■ WHAT IS EXPECTED:
Tally the lines in the data below in which the word "CommandOutcome" occurs, then give only the total.

■ EXCERPTED RECORDS:

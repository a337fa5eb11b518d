//! Domain value objects and events
//!
//! - Commands (CommandId, CommandPayload, CommandOutput)
//! - Value Objects (ConnectionStatus, CommandOutcome)
//! - Domain Events (DomainEvent enum for event-driven architecture)

mod command;
mod event;

pub use command::{CommandId, CommandOutput, CommandPayload};
pub use event::{CommandOutcome, ConnectionStatus, DomainEvent, DomainEventEnvelope};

■ TASK ANSWER:
2